What to do: Please restate the data that follows, leaving every word in place.

Collected data:
--- START ---

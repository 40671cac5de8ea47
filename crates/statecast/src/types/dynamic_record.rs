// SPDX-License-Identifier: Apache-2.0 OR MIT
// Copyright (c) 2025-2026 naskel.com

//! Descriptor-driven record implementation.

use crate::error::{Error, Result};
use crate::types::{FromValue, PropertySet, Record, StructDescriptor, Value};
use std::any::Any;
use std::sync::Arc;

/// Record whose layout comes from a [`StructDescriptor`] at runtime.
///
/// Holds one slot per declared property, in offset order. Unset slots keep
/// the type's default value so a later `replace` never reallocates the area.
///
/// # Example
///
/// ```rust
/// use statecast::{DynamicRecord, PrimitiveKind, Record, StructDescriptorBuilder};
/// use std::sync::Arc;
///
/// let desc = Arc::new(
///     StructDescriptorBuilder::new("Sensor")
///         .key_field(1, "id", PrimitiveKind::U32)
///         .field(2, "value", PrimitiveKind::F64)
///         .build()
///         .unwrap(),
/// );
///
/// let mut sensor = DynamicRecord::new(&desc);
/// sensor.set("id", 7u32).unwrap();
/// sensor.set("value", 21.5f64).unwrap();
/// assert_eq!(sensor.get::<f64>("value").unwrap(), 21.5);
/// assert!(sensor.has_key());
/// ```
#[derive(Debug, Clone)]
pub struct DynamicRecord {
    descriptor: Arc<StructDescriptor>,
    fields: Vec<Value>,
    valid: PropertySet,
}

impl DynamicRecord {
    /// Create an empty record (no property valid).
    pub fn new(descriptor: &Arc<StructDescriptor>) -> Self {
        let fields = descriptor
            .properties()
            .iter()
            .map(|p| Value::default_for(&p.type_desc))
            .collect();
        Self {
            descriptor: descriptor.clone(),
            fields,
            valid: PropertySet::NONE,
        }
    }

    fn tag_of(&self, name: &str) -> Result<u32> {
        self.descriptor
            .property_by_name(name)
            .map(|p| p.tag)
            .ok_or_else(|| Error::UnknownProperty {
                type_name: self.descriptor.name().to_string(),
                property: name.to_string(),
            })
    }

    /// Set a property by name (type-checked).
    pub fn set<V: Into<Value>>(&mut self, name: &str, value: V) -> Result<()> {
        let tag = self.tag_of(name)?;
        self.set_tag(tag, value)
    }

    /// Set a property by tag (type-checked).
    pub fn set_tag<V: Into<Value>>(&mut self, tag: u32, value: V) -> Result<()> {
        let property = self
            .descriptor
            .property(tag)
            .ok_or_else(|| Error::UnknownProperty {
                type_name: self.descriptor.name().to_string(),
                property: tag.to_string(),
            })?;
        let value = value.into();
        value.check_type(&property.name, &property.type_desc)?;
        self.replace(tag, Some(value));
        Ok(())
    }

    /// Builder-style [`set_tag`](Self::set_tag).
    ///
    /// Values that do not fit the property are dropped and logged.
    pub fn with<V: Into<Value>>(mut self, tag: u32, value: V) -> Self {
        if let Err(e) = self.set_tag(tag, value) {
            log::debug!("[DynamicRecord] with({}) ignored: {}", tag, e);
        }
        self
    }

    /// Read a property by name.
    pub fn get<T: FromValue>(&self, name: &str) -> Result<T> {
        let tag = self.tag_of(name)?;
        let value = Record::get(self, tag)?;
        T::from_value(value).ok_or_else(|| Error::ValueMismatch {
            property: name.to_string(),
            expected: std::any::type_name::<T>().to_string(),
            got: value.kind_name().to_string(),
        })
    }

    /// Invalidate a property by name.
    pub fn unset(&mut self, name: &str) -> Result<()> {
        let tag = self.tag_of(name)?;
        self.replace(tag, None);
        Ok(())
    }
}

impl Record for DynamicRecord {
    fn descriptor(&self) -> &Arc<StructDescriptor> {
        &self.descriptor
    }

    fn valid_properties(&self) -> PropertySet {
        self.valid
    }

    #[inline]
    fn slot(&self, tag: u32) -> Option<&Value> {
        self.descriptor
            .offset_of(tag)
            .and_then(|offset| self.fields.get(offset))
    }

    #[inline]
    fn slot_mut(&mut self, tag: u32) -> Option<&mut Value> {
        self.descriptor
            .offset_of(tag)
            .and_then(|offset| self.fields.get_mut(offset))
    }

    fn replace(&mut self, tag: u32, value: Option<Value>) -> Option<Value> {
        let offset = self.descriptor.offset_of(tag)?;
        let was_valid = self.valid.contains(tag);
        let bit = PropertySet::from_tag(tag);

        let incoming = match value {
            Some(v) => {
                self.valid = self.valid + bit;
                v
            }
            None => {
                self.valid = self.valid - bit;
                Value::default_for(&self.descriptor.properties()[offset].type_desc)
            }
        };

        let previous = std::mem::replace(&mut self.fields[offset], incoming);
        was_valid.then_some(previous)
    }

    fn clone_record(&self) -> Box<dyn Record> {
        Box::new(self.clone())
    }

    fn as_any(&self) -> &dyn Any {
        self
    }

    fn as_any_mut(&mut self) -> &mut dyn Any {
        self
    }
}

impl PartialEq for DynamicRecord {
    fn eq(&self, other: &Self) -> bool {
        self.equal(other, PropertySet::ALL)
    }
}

--- END ---

Result of this task:
repository 40671cac5de8ea47
filename crates/statecast/src/types/dynamic_record.rs
// SPDX-License-Identifier: Apache-2.0 OR MIT
// Copyright (c) 2025-2026 naskel.com

//! Descriptor-driven record implementation.

use crate::error::{Error, Result};
use crate::types::{FromValue, PropertySet, Record, StructDescriptor, Value};
use std::any::Any;
use std::sync::Arc;

/// Record whose layout comes from a [`StructDescriptor`] at runtime.
///
/// Holds one slot per declared property, in offset order. Unset slots keep
/// the type's default value so a later `replace` never reallocates the area.
///
/// # Example
///
/// ```rust
/// use statecast::{DynamicRecord, PrimitiveKind, Record, StructDescriptorBuilder};
/// use std::sync::Arc;
///
/// let desc = Arc::new(
///     StructDescriptorBuilder::new("Sensor")
///         .key_field(1, "id", PrimitiveKind::U32)
///         .field(2, "value", PrimitiveKind::F64)
///         .build()
///         .unwrap(),
/// );
///
/// let mut sensor = DynamicRecord::new(&desc);
/// sensor.set("id", 7u32).unwrap();
/// sensor.set("value", 21.5f64).unwrap();
/// assert_eq!(sensor.get::<f64>("value").unwrap(), 21.5);
/// assert!(sensor.has_key());
/// ```
#[derive(Debug, Clone)]
pub struct DynamicRecord {
    descriptor: Arc<StructDescriptor>,
    fields: Vec<Value>,
    valid: PropertySet,
}

impl DynamicRecord {
    /// Create an empty record (no property valid).
    pub fn new(descriptor: &Arc<StructDescriptor>) -> Self {
        let fields = descriptor
            .properties()
            .iter()
            .map(|p| Value::default_for(&p.type_desc))
            .collect();
        Self {
            descriptor: descriptor.clone(),
            fields,
            valid: PropertySet::NONE,
        }
    }

    fn tag_of(&self, name: &str) -> Result<u32> {
        self.descriptor
            .property_by_name(name)
            .map(|p| p.tag)
            .ok_or_else(|| Error::UnknownProperty {
                type_name: self.descriptor.name().to_string(),
                property: name.to_string(),
            })
    }

    /// Set a property by name (type-checked).
    pub fn set<V: Into<Value>>(&mut self, name: &str, value: V) -> Result<()> {
        let tag = self.tag_of(name)?;
        self.set_tag(tag, value)
    }

    /// Set a property by tag (type-checked).
    pub fn set_tag<V: Into<Value>>(&mut self, tag: u32, value: V) -> Result<()> {
        let property = self
            .descriptor
            .property(tag)
            .ok_or_else(|| Error::UnknownProperty {
                type_name: self.descriptor.name().to_string(),
                property: tag.to_string(),
            })?;
        let value = value.into();
        value.check_type(&property.name, &property.type_desc)?;
        self.replace(tag, Some(value));
        Ok(())
    }

    /// Builder-style [`set_tag`](Self::set_tag).
    ///
    /// Values that do not fit the property are dropped and logged.
    pub fn with<V: Into<Value>>(mut self, tag: u32, value: V) -> Self {
        if let Err(e) = self.set_tag(tag, value) {
            log::debug!("[DynamicRecord] with({}) ignored: {}", tag, e);
        }
        self
    }

    /// Read a property by name.
    pub fn get<T: FromValue>(&self, name: &str) -> Result<T> {
        let tag = self.tag_of(name)?;
        let value = Record::get(self, tag)?;
        T::from_value(value).ok_or_else(|| Error::ValueMismatch {
            property: name.to_string(),
            expected: std::any::type_name::<T>().to_string(),
            got: value.kind_name().to_string(),
        })
    }

    /// Invalidate a property by name.
    pub fn unset(&mut self, name: &str) -> Result<()> {
        let tag = self.tag_of(name)?;
        self.replace(tag, None);
        Ok(())
    }
}

impl Record for DynamicRecord {
    fn descriptor(&self) -> &Arc<StructDescriptor> {
        &self.descriptor
    }

    fn valid_properties(&self) -> PropertySet {
        self.valid
    }

    #[inline]
    fn slot(&self, tag: u32) -> Option<&Value> {
        self.descriptor
            .offset_of(tag)
            .and_then(|offset| self.fields.get(offset))
    }

    #[inline]
    fn slot_mut(&mut self, tag: u32) -> Option<&mut Value> {
        self.descriptor
            .offset_of(tag)
            .and_then(|offset| self.fields.get_mut(offset))
    }

    fn replace(&mut self, tag: u32, value: Option<Value>) -> Option<Value> {
        let offset = self.descriptor.offset_of(tag)?;
        let was_valid = self.valid.contains(tag);
        let bit = PropertySet::from_tag(tag);

        let incoming = match value {
            Some(v) => {
                self.valid = self.valid + bit;
                v
            }
            None => {
                self.valid = self.valid - bit;
                Value::default_for(&self.descriptor.properties()[offset].type_desc)
            }
        };

        let previous = std::mem::replace(&mut self.fields[offset], incoming);
        was_valid.then_some(previous)
    }

    fn clone_record(&self) -> Box<dyn Record> {
        Box::new(self.clone())
    }

    fn as_any(&self) -> &dyn Any {
        self
    }

    fn as_any_mut(&mut self) -> &mut dyn Any {
        self
    }
}

impl PartialEq for DynamicRecord {
    fn eq(&self, other: &Self) -> bool {
        self.equal(other, PropertySet::ALL)
    }
}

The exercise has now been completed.